There is concern that, for some drugs, the maximum fair price under the Medicare negotiations may not be significantly lower the net price currently obtained by the various Medicare part D prescription drug plans. Even in this case, the maximum fair price will still benefit Medicare part D beneficiaries because it will be transparent and publicly known, allowing for deductible and coinsurance payments to be calculated over the lower price that beneficiaries don’t know their plans are already paying.
However, price transparency could be an undesirable outcome for prescription drug plans and drug manufacturers. Transparent pricing will limit the ability of Medicare Part D prescription drug plans to shift costs to beneficiaries for the Medicare-negotiated drugs. Indirectly, the transparent prices may also benefit patients in commercial and employed-sponsored insurance plans. Imagine a patient who learns about a transparent price and realizes that their coinsurance is a high percentage of what Medicare has determined as the maximum fair price for drug. They are likely to question their insurer about that cost-sharing. For manufacturers, transparent prices may empower smaller insurers and self-insured employers to demand lower prices than what they may be currently receiving if they are less able to bargain compare with the big three PBMs.

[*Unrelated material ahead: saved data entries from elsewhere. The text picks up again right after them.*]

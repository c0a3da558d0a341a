//! # Reminder Service エラー定義
//!
//! Reminder Service 固有のエラーと、HTTP レスポンスへの変換を定義する。

use axum::{
    Json,
    http::StatusCode,
    response::{IntoResponse, Response},
};
use serde::Serialize;
use thiserror::Error;

/// エラーレスポンス（RFC 7807 Problem Details）
#[derive(Debug, Serialize)]
pub struct ErrorResponse {
    #[serde(rename = "type")]
    pub error_type: String,
    pub title:      String,
    pub status:     u16,
    pub detail:     String,
}

/// Reminder Service で発生するエラー
#[derive(Debug, Error)]
pub enum ServiceError {
    /// 不正なリクエスト
    #[error("不正なリクエスト: {0}")]
    BadRequest(String),

    /// 競合（スイープが実行中）
    #[error("競合が発生しました: {0}")]
    Conflict(String),

    /// データベースエラー
    #[error("データベースエラー: {0}")]
    Database(#[from] tenderwatch_infra::InfraError),
}

/// エラー種別 URI の接頭辞
const ERROR_TYPE_BASE: &str = "https://tenderwatch.example.com/errors";

impl ServiceError {
    fn status(&self) -> StatusCode {
        match self {
            ServiceError::BadRequest(_) => StatusCode::BAD_REQUEST,
            ServiceError::Conflict(_) => StatusCode::CONFLICT,
            ServiceError::Database(_) => StatusCode::INTERNAL_SERVER_ERROR,
        }
    }
}

impl IntoResponse for ServiceError {
    fn into_response(self) -> Response {
        let status = self.status();
        let (slug, detail) = match self {
            ServiceError::BadRequest(msg) => ("bad-request", msg),
            ServiceError::Conflict(msg) => ("conflict", msg),
            ServiceError::Database(e) => {
                tracing::error!(span_trace = %e.span_trace(), "データベースエラー: {}", e);
                ("internal-error", "内部エラーが発生しました".to_string())
            }
        };

        let body = ErrorResponse {
            error_type: format!("{ERROR_TYPE_BASE}/{slug}"),
            title: status.canonical_reason().unwrap_or_default().to_string(),
            status: status.as_u16(),
            detail,
        };

        (status, Json(body)).into_response()
    }
}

In the end, all Medicare beneficiaries enrolled in Part D could benefit from the price negotiations. Those who do not take any of the negotiated drugs can also benefit in the form of potentially lower premiums or through potential lower prices for drugs that are in the same therapeutic categories as the negotiated drugs and may have to lower prices to remain competitive. For beneficiaries taking a negotiated drug, a major clinical benefit is that all Medicare Part D prescription drug plans will now be required to cover all the negotiated drugs. This is in contrast to the current system, where each prescription drug plan sets their own drug formulary and it is up to the beneficiary to identify whether the formulary includes the drugs they need.
The question that will remain, however, is how plans will respond to the changes in coverage and in cost-sharing that will be brought about by the negotiation program. Two main problem responses may negatively impact beneficiaries: if plans establish high barriers to access (prior authorization or step therapy requirements), or if plans choose to require fixed copayments for the negotiated drugs that are higher than what the coinsurance requirements would be under the maximum fair price. CMS must keep a close watch for both situations.
Mariana Socal, M.D., Ph.D., is an associate scientist in the Department of Health Policy and Management at the Johns Hopkins Bloomberg School of Public Health.